Cette dissonance cognitive allait devenir une sorte de marque de fabrique pour les Français·es ; si Paris était connue dans le monde entier comme la "ville de l'amour" en raison de ses sites touristiques pittoresques et de ses vues romantiques de la Seine la nuit, la plupart, sinon la totalité, des images de la France diffusées dans la publicité, au cinéma et à la télévision étaient composées de personnes blanches, et ce en dépit de
l'augmentation rapide de l'immigration postcoloniale en provenance du continent africain et des Caraïbes dans les années 70, 80 et 90. L'immigration reste le principal outil de mesure que nous pouvons utiliser pour établir la présence croissante de personnes non blanches en France, car il est toujours interdit de faire état de l'ethnicité dans le recensement national (la philosophie française de l'universalisme présente une double contrainte en supprimant la question même qui doit être discutée).
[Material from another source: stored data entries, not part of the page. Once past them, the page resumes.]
//! Hit chance and contested success calculations.

/// Contested chance of a base rate against an attacker/defender stat pair.
///
/// # Formula
///
/// ```text
/// chance = base × (attacker / defender)   when both stats are defined and defender > 0
/// chance = base                           otherwise
/// clamped to [0, 1]
/// ```
///
/// The same contest drives sub-effect accuracy (Accuracy vs Evasion) and
/// effect-package success (Potency vs Resolve).
pub fn contested_chance(base: f32, attacker: Option<f32>, defender: Option<f32>) -> f32 {
    let chance = match (attacker, defender) {
        (Some(attacker), Some(defender)) if defender > 0.0 => base * (attacker / defender),
        _ => base,
    };

    if chance.is_nan() {
        return 0.0;
    }
    chance.clamp(0.0, 1.0)
}

/// Check a roll in `[0, 1)` against a chance.
///
/// A chance of 1.0 always succeeds, a chance of 0.0 never does.
pub fn check_roll(chance: f32, roll: f32) -> bool {
    roll < chance
}

#[cfg(test)]
mod tests {
    use super::*;
    use proptest::prelude::*;

    #[test]
    fn uses_base_when_a_stat_is_missing() {
        assert_eq!(contested_chance(0.7, Some(50.0), None), 0.7);
        assert_eq!(contested_chance(0.7, None, Some(50.0)), 0.7);
    }

    #[test]
    fn scales_by_stat_ratio_and_caps_at_one() {
        assert_eq!(contested_chance(0.5, Some(10.0), Some(20.0)), 0.25);
        assert_eq!(contested_chance(0.9, Some(30.0), Some(10.0)), 1.0);
    }

    #[test]
    fn zero_evasion_falls_back_to_base() {
        assert_eq!(contested_chance(0.8, Some(10.0), Some(0.0)), 0.8);
    }

    #[test]
    fn certain_and_impossible_rolls() {
        assert!(check_roll(1.0, 0.999_999));
        assert!(!check_roll(0.0, 0.0));
    }

    proptest! {
        #[test]
        fn chance_is_always_clamped(
            base in -10.0f32..10.0,
            attacker in proptest::option::of(-1000.0f32..1000.0),
            defender in proptest::option::of(-1000.0f32..1000.0),
        ) {
            let chance = contested_chance(base, attacker, defender);
            prop_assert!((0.0..=1.0).contains(&chance));
        }
    }
}
//! Coarse battle phases and per-turn summaries.

use crate::action::ActionReport;
use crate::combatant::CombatantId;
use crate::stats::TickReport;

/// Which operations are legal right now.
#[derive(Clone, Copy, Debug, PartialEq, Eq, Hash, strum::Display)]
#[cfg_attr(feature = "serde", derive(serde::Serialize, serde::Deserialize))]
#[strum(serialize_all = "snake_case")]
pub enum BattlePhase {
    /// Constructed but not started.
    Offline,
    /// No turn in progress; the scheduler may advance.
    BetweenTurns,
    /// A combatant holds the turn and must choose an action or pass.
    AwaitingInput,
    /// An action is being resolved.
    ExecutingAction,
    Won,
    Lost,
}

impl BattlePhase {
    pub fn outcome(self) -> Option<BattleOutcome> {
        match self {
            BattlePhase::Won => Some(BattleOutcome::Won),
            BattlePhase::Lost => Some(BattleOutcome::Lost),
            _ => None,
        }
    }

    pub fn is_decided(self) -> bool {
        self.outcome().is_some()
    }
}

/// Final result of a battle, from the player side's point of view.
#[derive(Clone, Copy, Debug, PartialEq, Eq, Hash, strum::Display)]
#[cfg_attr(feature = "serde", derive(serde::Serialize, serde::Deserialize))]
#[strum(serialize_all = "snake_case")]
pub enum BattleOutcome {
    Won,
    Lost,
}

impl From<BattleOutcome> for BattlePhase {
    fn from(outcome: BattleOutcome) -> Self {
        match outcome {
            BattleOutcome::Won => BattlePhase::Won,
            BattleOutcome::Lost => BattlePhase::Lost,
        }
    }
}

/// What happened when a turn ended.
#[derive(Clone, Debug, PartialEq)]
pub struct TurnSummary {
    pub actor: CombatantId,
    /// `None` when the actor passed.
    pub report: Option<ActionReport>,
    /// Delay added to the actor after speed scaling.
    pub delay: f32,
    /// End-of-turn modifier resolution for the actor.
    pub tick: TickReport,
    pub outcome: Option<BattleOutcome>,
}

/// Where the battle stands after feeding it input.
#[derive(Clone, Debug, PartialEq)]
pub enum TurnProgress {
    /// The current action is waiting on presentation.
    Waiting,
    TurnEnded(TurnSummary),
}

impl TurnProgress {
    pub fn summary(&self) -> Option<&TurnSummary> {
        match self {
            TurnProgress::Waiting => None,
            TurnProgress::TurnEnded(summary) => Some(summary),
        }
    }
}
#[cfg(test)]
mod tests {
    use super::*;
    use crate::action::{
        ActionCosts, ActionDefinition, SubEffectDefinition, TargetSets, TargetShape, TargetSides,
        Termination,
    };
    use crate::combat::TargetOutcome;
    use crate::combatant::Side;
    use crate::error::DefinitionError;
    use crate::stats::{ActiveModifier, Bonus, ModifierKind, Stance, StatKind, StatusKind};
    use crate::sync::{
        EventBlock, EventSubject, NullPresenter, PresentationEvent, PresentationKind,
        PresentationRequest,
    };

    const HERO: CombatantId = CombatantId(0);
    const SLIME: CombatantId = CombatantId(1);

    #[derive(Default)]
    struct Recorder {
        awaited: Vec<EventTicket>,
        cancelled: Vec<EventTicket>,
    }

    impl Presenter for Recorder {
        fn present(&mut self, request: PresentationRequest) {
            if request.must_wait {
                self.awaited.push(request.ticket);
            }
        }

        fn cancel(&mut self, ticket: EventTicket) {
            self.cancelled.push(ticket);
        }
    }

    fn specs() -> Vec<CombatantSpec> {
        vec![
            CombatantSpec::new("hero", Side::Player).with_stat(StatKind::Speed, 20.0),
            CombatantSpec::new("slime", Side::Enemy).with_stat(StatKind::Speed, 5.0),
        ]
    }

    fn started(specs: Vec<CombatantSpec>) -> Battle {
        let mut battle = Battle::new(specs, BattleConfig::default()).unwrap();
        battle.start().unwrap();
        battle
    }

    fn double_strike() -> Arc<CompiledAction> {
        let definition = ActionDefinition::new("double strike", TargetShape::Single, TargetSides::ENEMIES)
            .with_sub_effect(SubEffectDefinition::new("first", TargetSets::PRIMARY).with_damage(10.0))
            .with_sub_effect(
                SubEffectDefinition::new("second", TargetSets::PRIMARY)
                    .with_damage(10.0)
                    .with_damage_determinant("first"),
            );
        Arc::new(definition.compile().unwrap())
    }

    fn with_opening(action: ActionDefinition) -> Arc<CompiledAction> {
        let block = EventBlock::new("wind up").with_layer(
            0,
            vec![PresentationEvent::awaited(
                PresentationKind::Animation,
                "wind_up",
                EventSubject::User,
            )],
        );
        Arc::new(action.with_on_start(block).compile().unwrap())
    }

    fn health(battle: &Battle, id: CombatantId) -> i32 {
        battle.roster().get(id).map_or(0, |c| c.health().current)
    }

    fn ended(progress: TurnProgress) -> TurnSummary {
        match progress {
            TurnProgress::TurnEnded(summary) => summary,
            TurnProgress::Waiting => panic!("turn did not end"),
        }
    }

    #[test]
    fn full_turn_resolves_tied_damage() {
        let mut battle = started(specs());
        assert_eq!(battle.phase(), BattlePhase::BetweenTurns);

        assert_eq!(battle.advance().unwrap(), HERO);
        assert_eq!(battle.phase(), BattlePhase::AwaitingInput);

        let summary = ended(
            battle
                .submit_action(double_strike(), vec![SLIME], vec![], &mut NullPresenter)
                .unwrap(),
        );
        assert_eq!(summary.actor, HERO);
        assert_eq!(health(&battle, SLIME), 80);

        let report = summary.report.unwrap();
        for name in ["first", "second"] {
            let target = report.sub_effect(name).unwrap().target(SLIME).unwrap();
            assert_eq!(target.result.outcome, TargetOutcome::HitOrHealed);
        }
        assert_eq!(battle.phase(), BattlePhase::BetweenTurns);
        assert_eq!(battle.current_actor(), None);
        assert_eq!(battle.last_report(), Some(&report));
    }

    #[test]
    fn killing_the_last_enemy_wins() {
        let mut specs = specs();
        specs[1] = specs[1].clone().with_health(15);
        let mut battle = started(specs);
        battle.advance().unwrap();

        let summary = ended(
            battle
                .submit_action(double_strike(), vec![SLIME], vec![], &mut NullPresenter)
                .unwrap(),
        );
        assert_eq!(summary.outcome, Some(BattleOutcome::Won));
        assert_eq!(battle.phase(), BattlePhase::Won);
        assert_eq!(
            battle.advance(),
            Err(PreconditionError::Decided(BattleOutcome::Won).into())
        );
    }

    #[test]
    fn operations_are_gated_by_phase() {
        let mut battle = Battle::new(specs(), BattleConfig::default()).unwrap();
        assert_eq!(battle.advance(), Err(PreconditionError::Offline.into()));
        assert_eq!(battle.pause(), Err(PreconditionError::Offline.into()));

        battle.start().unwrap();
        assert_eq!(
            battle.start(),
            Err(PreconditionError::InvalidPhase {
                operation: "start",
                phase: BattlePhase::BetweenTurns,
            }
            .into())
        );
        assert_eq!(
            battle.submit_action(double_strike(), vec![SLIME], vec![], &mut NullPresenter),
            Err(PreconditionError::InvalidPhase {
                operation: "submit_action",
                phase: BattlePhase::BetweenTurns,
            }
            .into())
        );
        assert!(battle.pass_turn().is_err());
        assert!(battle.extend_current_turn().is_err());

        battle.advance().unwrap();
        assert_eq!(
            battle.advance(),
            Err(PreconditionError::InvalidPhase {
                operation: "advance",
                phase: BattlePhase::AwaitingInput,
            }
            .into())
        );
    }

    #[test]
    fn paused_battle_does_not_advance() {
        let mut battle = started(specs());
        battle.pause().unwrap();
        assert!(battle.is_paused());
        assert_eq!(battle.advance(), Err(PreconditionError::Paused.into()));

        battle.resume().unwrap();
        assert_eq!(battle.advance().unwrap(), HERO);
    }

    #[test]
    fn rejected_action_keeps_the_turn_open() {
        let mut battle = started(specs());
        battle.advance().unwrap();

        let result = battle.submit_action(double_strike(), vec![HERO], vec![], &mut NullPresenter);
        assert!(matches!(
            result,
            Err(BattleError::Precondition(PreconditionError::IneligibleTarget { .. }))
        ));
        assert_eq!(battle.phase(), BattlePhase::AwaitingInput);
        assert_eq!(battle.current_actor(), Some(HERO));
    }

    #[test]
    fn passing_charges_the_scaled_pass_delay() {
        let mut battle = started(specs());
        battle.advance().unwrap();
        assert_eq!(battle.roster().get(HERO).unwrap().delay(), 0.0);

        let summary = battle.pass_turn().unwrap();
        assert_eq!(summary.report, None);
        // Speed 20 against a normalized speed of 12.5.
        assert_eq!(summary.delay, 31.25);
        assert_eq!(battle.roster().get(HERO).unwrap().delay(), 31.25);
        assert_eq!(battle.advance().unwrap(), HERO);
    }

    #[test]
    fn extended_turn_acts_again_despite_its_delay() {
        let heavy = ActionDefinition::new("heavy", TargetShape::Single, TargetSides::ENEMIES)
            .with_costs(ActionCosts {
                delay: 1000.0,
                ..ActionCosts::default()
            })
            .with_sub_effect(SubEffectDefinition::new("hit", TargetSets::PRIMARY).with_damage(1.0));
        let heavy = Arc::new(heavy.compile().unwrap());

        let mut battle = started(specs());
        battle.advance().unwrap();
        battle.extend_current_turn().unwrap();
        battle
            .submit_action(heavy.clone(), vec![SLIME], vec![], &mut NullPresenter)
            .unwrap();
        assert_eq!(battle.advance().unwrap(), HERO);

        battle
            .submit_action(heavy, vec![SLIME], vec![], &mut NullPresenter)
            .unwrap();
        assert_eq!(battle.advance().unwrap(), SLIME);
    }

    #[test]
    fn awaited_events_hold_the_turn_open() {
        let action = with_opening(
            ActionDefinition::new("lunge", TargetShape::Single, TargetSides::ENEMIES)
                .with_sub_effect(SubEffectDefinition::new("hit", TargetSets::PRIMARY).with_damage(5.0)),
        );
        let mut presenter = Recorder::default();
        let mut battle = started(specs());
        battle.advance().unwrap();

        let progress = battle
            .submit_action(action, vec![SLIME], vec![], &mut presenter)
            .unwrap();
        assert_eq!(progress, TurnProgress::Waiting);
        assert_eq!(battle.phase(), BattlePhase::ExecutingAction);
        assert_eq!(health(&battle, SLIME), 100);

        // Pausing does not stall presentation of the action in flight.
        battle.pause().unwrap();
        let ticket = presenter.awaited[0];
        let summary = ended(battle.notify_complete(ticket, &mut presenter).unwrap());
        assert_eq!(summary.report.map(|r| r.termination), Some(Termination::Completed));
        assert_eq!(health(&battle, SLIME), 95);

        // The same signal again is stale.
        assert_eq!(
            battle.notify_complete(ticket, &mut presenter).unwrap(),
            TurnProgress::Waiting
        );
    }

    #[test]
    fn interrupt_ends_the_turn_and_cancels_presentation() {
        let action = with_opening(
            ActionDefinition::new("lunge", TargetShape::Single, TargetSides::ENEMIES)
                .with_sub_effect(SubEffectDefinition::new("hit", TargetSets::PRIMARY).with_damage(5.0)),
        );
        let mut presenter = Recorder::default();
        let mut battle = started(specs());
        battle.advance().unwrap();
        battle
            .submit_action(action, vec![SLIME], vec![], &mut presenter)
            .unwrap();

        let summary = ended(battle.interrupt(&mut presenter).unwrap());
        let report = summary.report.unwrap();
        assert_eq!(report.termination, Termination::Interrupted);
        assert_eq!(presenter.cancelled, presenter.awaited);
        assert_eq!(health(&battle, SLIME), 100);
        assert_eq!(battle.phase(), BattlePhase::BetweenTurns);
    }

    #[test]
    fn modifiers_tick_when_the_holder_ends_its_turn() {
        let mut roster = Roster::new(specs());
        let hero = roster.get_mut(HERO).unwrap();
        hero.apply_damage(30);
        hero.apply_modifier(ActiveModifier {
            source: HERO,
            kind: ModifierKind::Status {
                status: StatusKind::Regenerating,
                potency: 5,
            },
            remaining: 1,
        });

        let mut battle = Battle::from_roster(roster, BattleConfig::default()).unwrap();
        battle.start().unwrap();
        battle.advance().unwrap();
        let summary = battle.pass_turn().unwrap();

        assert_eq!(summary.tick.health_delta, -5);
        assert_eq!(summary.tick.expired, 1);
        assert_eq!(health(&battle, HERO), 75);
    }

    #[test]
    fn invalid_stance_is_a_definition_error() {
        let mut specs = specs();
        specs[0] = specs[0]
            .clone()
            .with_stance(Stance::new("broken").with_bonus(StatKind::Attack, Bonus::more(f32::NAN)));

        let result = Battle::new(specs, BattleConfig::default());
        assert!(matches!(
            result,
            Err(BattleError::Definition(DefinitionError::InvalidStanceBonus { .. }))
        ));
    }

    #[test]
    fn starting_without_enemies_is_already_won() {
        let mut battle = started(vec![CombatantSpec::new("hero", Side::Player)]);
        assert_eq!(battle.outcome(), Some(BattleOutcome::Won));
        assert_eq!(
            battle.pass_turn(),
            Err(PreconditionError::Decided(BattleOutcome::Won).into())
        );
    }
}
En France, être citoyen·e est synonyme d'assimilation à la blancheur, ou à l'idée de la nation au-dessus des expériences vécues de leurs distinctions. Dans l'épisode 5 d'
Emily in Paris, Alfie, le nouveau venu, reproche à Emily de vendre une version fantasmée de Paris, quelque chose qui n'est pas réel. Dans le contexte de la série, cette remarque est un clin d'œil au fait que la série, comme de nombreux programmes centrés sur Londres, Rome, Milan, New York et bien d'autres, crée un univers artificiel qui existe en marge des aspects pratiques du bon fonctionnement d'une métropole. Pourtant, avec les particularités françaises, le sous-texte involontaire souligne la façon dont l'histoire du divertissement français a, intentionnellement ou non, écarté les femmes noires du récit dominant, comme un moyen subtil d'affirmer son identité fantaisiste.